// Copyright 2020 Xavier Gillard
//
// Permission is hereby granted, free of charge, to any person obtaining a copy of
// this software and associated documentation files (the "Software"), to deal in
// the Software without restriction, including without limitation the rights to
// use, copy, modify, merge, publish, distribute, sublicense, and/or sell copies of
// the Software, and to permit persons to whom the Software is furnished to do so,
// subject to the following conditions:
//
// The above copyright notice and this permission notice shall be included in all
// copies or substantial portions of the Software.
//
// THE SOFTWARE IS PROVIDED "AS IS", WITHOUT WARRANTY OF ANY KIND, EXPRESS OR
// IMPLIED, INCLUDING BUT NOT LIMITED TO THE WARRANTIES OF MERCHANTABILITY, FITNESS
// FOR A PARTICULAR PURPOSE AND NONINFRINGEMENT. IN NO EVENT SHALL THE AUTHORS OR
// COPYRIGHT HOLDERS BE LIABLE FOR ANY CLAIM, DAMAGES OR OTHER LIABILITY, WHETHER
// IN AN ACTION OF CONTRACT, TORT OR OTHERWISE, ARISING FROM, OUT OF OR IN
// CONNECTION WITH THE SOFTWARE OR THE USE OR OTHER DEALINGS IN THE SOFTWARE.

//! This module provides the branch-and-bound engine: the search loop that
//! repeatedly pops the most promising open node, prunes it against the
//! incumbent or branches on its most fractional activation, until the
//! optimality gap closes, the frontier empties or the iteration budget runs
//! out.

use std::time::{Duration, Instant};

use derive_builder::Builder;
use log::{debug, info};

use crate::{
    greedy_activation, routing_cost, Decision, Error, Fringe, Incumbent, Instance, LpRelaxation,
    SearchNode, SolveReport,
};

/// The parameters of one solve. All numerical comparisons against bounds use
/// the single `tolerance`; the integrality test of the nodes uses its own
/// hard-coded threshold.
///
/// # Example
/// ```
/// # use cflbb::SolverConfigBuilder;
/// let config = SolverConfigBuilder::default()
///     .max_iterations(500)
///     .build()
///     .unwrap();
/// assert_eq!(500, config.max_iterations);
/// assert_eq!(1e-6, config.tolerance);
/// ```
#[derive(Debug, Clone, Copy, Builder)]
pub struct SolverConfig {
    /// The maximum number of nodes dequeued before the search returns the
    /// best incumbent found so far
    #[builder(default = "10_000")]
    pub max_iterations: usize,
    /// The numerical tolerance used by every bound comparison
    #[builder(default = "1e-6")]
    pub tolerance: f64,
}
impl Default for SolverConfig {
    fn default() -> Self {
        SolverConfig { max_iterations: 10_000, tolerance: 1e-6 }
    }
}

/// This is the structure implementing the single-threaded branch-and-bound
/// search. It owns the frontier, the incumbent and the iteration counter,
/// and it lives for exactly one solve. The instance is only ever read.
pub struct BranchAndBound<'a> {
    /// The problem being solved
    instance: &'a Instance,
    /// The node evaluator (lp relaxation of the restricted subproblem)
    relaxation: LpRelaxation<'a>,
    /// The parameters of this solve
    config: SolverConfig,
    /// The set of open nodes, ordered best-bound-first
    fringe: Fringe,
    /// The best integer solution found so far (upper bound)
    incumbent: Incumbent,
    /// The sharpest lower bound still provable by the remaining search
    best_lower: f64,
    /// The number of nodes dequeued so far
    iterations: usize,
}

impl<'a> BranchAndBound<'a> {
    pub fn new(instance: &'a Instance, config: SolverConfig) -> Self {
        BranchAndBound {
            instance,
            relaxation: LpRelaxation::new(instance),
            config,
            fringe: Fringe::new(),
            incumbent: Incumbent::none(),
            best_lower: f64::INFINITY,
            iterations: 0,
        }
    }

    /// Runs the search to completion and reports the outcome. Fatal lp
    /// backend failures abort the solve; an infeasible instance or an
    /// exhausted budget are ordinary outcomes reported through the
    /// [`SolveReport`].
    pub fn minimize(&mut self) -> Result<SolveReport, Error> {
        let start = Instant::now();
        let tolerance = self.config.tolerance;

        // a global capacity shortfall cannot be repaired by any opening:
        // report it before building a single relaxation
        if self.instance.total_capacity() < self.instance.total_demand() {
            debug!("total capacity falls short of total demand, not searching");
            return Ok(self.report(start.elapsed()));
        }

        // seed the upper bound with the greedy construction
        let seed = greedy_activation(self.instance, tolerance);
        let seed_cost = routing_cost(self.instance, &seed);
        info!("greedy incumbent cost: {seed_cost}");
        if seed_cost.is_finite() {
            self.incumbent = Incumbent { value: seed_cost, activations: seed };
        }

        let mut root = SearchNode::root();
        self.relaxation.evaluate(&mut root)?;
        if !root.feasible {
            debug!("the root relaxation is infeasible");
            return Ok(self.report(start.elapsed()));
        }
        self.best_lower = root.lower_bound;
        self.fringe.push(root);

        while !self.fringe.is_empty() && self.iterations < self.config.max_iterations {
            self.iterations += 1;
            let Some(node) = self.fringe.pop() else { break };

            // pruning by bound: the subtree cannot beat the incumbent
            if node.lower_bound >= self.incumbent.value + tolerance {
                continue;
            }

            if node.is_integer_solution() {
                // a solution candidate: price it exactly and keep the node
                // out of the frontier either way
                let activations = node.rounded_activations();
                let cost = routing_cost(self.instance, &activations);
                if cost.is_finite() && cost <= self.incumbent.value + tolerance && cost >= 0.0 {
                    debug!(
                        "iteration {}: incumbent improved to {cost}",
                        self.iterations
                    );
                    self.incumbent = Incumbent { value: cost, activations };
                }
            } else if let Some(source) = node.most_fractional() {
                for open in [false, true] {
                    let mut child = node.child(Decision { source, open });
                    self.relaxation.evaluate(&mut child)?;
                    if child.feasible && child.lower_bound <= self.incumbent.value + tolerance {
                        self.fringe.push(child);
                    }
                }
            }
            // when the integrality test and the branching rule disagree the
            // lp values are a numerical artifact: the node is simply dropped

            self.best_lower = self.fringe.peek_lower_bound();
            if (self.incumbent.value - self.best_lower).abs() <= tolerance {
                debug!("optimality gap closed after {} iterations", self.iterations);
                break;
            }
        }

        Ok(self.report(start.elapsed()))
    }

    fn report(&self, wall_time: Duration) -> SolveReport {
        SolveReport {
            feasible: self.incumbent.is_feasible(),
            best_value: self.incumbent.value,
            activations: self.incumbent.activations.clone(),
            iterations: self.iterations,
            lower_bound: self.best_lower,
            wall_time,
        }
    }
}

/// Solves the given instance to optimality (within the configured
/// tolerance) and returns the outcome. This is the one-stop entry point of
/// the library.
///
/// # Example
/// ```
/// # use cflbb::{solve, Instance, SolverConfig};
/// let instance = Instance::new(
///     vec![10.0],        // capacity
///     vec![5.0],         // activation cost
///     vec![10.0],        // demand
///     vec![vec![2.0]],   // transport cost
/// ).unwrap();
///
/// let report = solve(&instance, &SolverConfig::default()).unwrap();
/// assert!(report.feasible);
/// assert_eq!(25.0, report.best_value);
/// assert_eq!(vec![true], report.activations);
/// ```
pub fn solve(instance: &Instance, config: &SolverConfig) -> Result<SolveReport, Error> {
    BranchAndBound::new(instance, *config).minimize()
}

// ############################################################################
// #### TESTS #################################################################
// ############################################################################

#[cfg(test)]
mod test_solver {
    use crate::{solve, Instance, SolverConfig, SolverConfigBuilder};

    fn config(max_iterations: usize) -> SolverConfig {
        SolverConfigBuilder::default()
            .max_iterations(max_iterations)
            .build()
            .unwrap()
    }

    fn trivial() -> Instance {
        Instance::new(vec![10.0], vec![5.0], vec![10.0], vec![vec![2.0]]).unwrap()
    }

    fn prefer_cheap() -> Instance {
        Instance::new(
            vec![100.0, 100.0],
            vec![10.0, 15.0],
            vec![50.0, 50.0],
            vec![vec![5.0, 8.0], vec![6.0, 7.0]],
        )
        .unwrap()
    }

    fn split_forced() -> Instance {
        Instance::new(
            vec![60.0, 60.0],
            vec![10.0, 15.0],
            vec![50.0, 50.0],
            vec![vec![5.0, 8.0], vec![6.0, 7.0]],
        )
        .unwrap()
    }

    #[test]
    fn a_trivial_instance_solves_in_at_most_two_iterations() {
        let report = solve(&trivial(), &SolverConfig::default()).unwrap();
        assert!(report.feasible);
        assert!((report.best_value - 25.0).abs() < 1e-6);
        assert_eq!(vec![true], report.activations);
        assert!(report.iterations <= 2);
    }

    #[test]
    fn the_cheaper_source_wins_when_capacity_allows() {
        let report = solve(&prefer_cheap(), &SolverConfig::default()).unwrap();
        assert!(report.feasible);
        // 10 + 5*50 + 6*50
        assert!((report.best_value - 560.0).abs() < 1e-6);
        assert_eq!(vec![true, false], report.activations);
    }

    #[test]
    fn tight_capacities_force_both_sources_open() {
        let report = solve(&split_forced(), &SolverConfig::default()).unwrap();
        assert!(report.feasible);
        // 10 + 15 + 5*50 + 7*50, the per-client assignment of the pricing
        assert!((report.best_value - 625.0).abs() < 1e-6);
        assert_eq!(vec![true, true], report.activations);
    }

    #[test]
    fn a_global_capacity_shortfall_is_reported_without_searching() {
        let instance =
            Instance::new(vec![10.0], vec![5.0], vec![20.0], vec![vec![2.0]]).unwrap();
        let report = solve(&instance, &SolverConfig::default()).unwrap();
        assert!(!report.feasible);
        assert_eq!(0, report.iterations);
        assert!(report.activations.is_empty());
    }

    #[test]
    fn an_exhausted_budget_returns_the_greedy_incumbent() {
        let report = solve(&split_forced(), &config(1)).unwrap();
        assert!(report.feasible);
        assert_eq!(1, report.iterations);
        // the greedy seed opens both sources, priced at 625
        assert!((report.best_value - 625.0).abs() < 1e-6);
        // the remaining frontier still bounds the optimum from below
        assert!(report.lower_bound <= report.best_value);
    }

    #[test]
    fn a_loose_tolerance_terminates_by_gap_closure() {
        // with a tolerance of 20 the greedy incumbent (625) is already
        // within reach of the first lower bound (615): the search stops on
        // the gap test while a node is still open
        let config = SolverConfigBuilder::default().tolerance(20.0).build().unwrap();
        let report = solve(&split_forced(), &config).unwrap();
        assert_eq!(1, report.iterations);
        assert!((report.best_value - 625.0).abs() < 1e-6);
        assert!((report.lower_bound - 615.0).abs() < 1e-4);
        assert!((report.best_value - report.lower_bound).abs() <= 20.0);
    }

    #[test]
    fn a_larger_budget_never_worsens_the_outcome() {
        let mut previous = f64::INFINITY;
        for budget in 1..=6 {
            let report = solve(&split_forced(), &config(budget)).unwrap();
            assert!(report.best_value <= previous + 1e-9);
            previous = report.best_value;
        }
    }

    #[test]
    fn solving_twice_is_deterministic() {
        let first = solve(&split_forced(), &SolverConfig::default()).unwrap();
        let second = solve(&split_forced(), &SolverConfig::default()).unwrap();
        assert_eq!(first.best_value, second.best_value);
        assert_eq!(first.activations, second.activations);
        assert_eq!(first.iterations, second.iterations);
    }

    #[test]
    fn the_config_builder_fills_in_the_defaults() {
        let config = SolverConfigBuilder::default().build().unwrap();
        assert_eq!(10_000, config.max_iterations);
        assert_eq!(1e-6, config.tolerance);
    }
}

*Task item*. Go through the records and work out how many lines contain the string "BranchAndBound". The answer should be that number alone.

*Response*. 4